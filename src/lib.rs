// Export modules for library usage
pub mod config;
pub mod core;
pub mod errors;
pub mod limits;
pub mod mi;
pub mod report;

// Re-export commonly used types
pub use crate::config::{MiConfig, MiWeights, Thresholds};
pub use crate::core::{Interval, Stats, Tier};
pub use crate::errors::MetricsError;
pub use crate::limits::{EvalPolicy, Limits};
pub use crate::mi::{
    mi_file, mi_file_stats, mi_package, mi_package_stats, package_size_penalty, MiStats,
};
pub use crate::report::{package_report, FileMi, PackageReport, PackageSamples};
use serde::{Deserialize, Serialize};

/// Quality tier a sample falls into against configured thresholds.
#[derive(Clone, Copy, Debug, Serialize, Deserialize, PartialEq, Eq, Hash)]
pub enum Tier {
    Good,
    Tolerant,
    Bad,
    /// Outside every configured interval.
    Dead,
}

impl std::fmt::Display for Tier {
    fn fmt(&self, f: &mut std::fmt::Formatter<'_>) -> std::fmt::Result {
        let name = match self {
            Tier::Good => "good",
            Tier::Tolerant => "tolerant",
            Tier::Bad => "bad",
            Tier::Dead => "dead",
        };
        write!(f, "{}", name)
    }
}

/// Numeric range with per-side inclusive or exclusive bounds.
#[derive(Clone, Copy, Debug, Serialize, Deserialize, PartialEq)]
pub struct Interval {
    pub low: f64,
    pub high: f64,
    #[serde(default = "default_inclusive")]
    pub low_inclusive: bool,
    #[serde(default = "default_inclusive")]
    pub high_inclusive: bool,
}

fn default_inclusive() -> bool {
    true
}

impl Interval {
    pub fn new(low: f64, high: f64, low_inclusive: bool, high_inclusive: bool) -> Self {
        Self {
            low,
            high,
            low_inclusive,
            high_inclusive,
        }
    }

    /// `[low, high]`
    pub fn closed(low: f64, high: f64) -> Self {
        Self::new(low, high, true, true)
    }

    /// `(low, high)`
    pub fn open(low: f64, high: f64) -> Self {
        Self::new(low, high, false, false)
    }

    /// `(low, high]`
    pub fn left_open(low: f64, high: f64) -> Self {
        Self::new(low, high, false, true)
    }

    /// `[low, high)`
    pub fn right_open(low: f64, high: f64) -> Self {
        Self::new(low, high, true, false)
    }

    pub fn contains(&self, value: f64) -> bool {
        let above = if self.low_inclusive {
            value >= self.low
        } else {
            value > self.low
        };
        let below = if self.high_inclusive {
            value <= self.high
        } else {
            value < self.high
        };
        above && below
    }
}

/// Tier counts for one dimension's sample set.
///
/// Invariant: classifying N samples yields counts summing to N, so
/// `is_empty` distinguishes an empty input from a fully dead one.
#[derive(Clone, Copy, Debug, Default, Serialize, Deserialize, PartialEq, Eq)]
pub struct Stats {
    pub good: usize,
    pub tolerant: usize,
    pub bad: usize,
    pub dead: usize,
}

impl Stats {
    pub fn total(&self) -> usize {
        self.good + self.tolerant + self.bad + self.dead
    }

    pub fn is_empty(&self) -> bool {
        self.total() == 0
    }

    pub fn record(&mut self, tier: Tier) {
        match tier {
            Tier::Good => self.good += 1,
            Tier::Tolerant => self.tolerant += 1,
            Tier::Bad => self.bad += 1,
            Tier::Dead => self.dead += 1,
        }
    }
}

·····

DIRECTIONS FOR THIS TASK> Each line above that includes the word "bool" is to be copied.

RESPONSE AREA>
    pub low_inclusive: bool,
    pub high_inclusive: bool,
fn default_inclusive() -> bool {
    pub fn new(low: f64, high: f64, low_inclusive: bool, high_inclusive: bool) -> Self {
    pub fn contains(&self, value: f64) -> bool {
    pub fn is_empty(&self) -> bool {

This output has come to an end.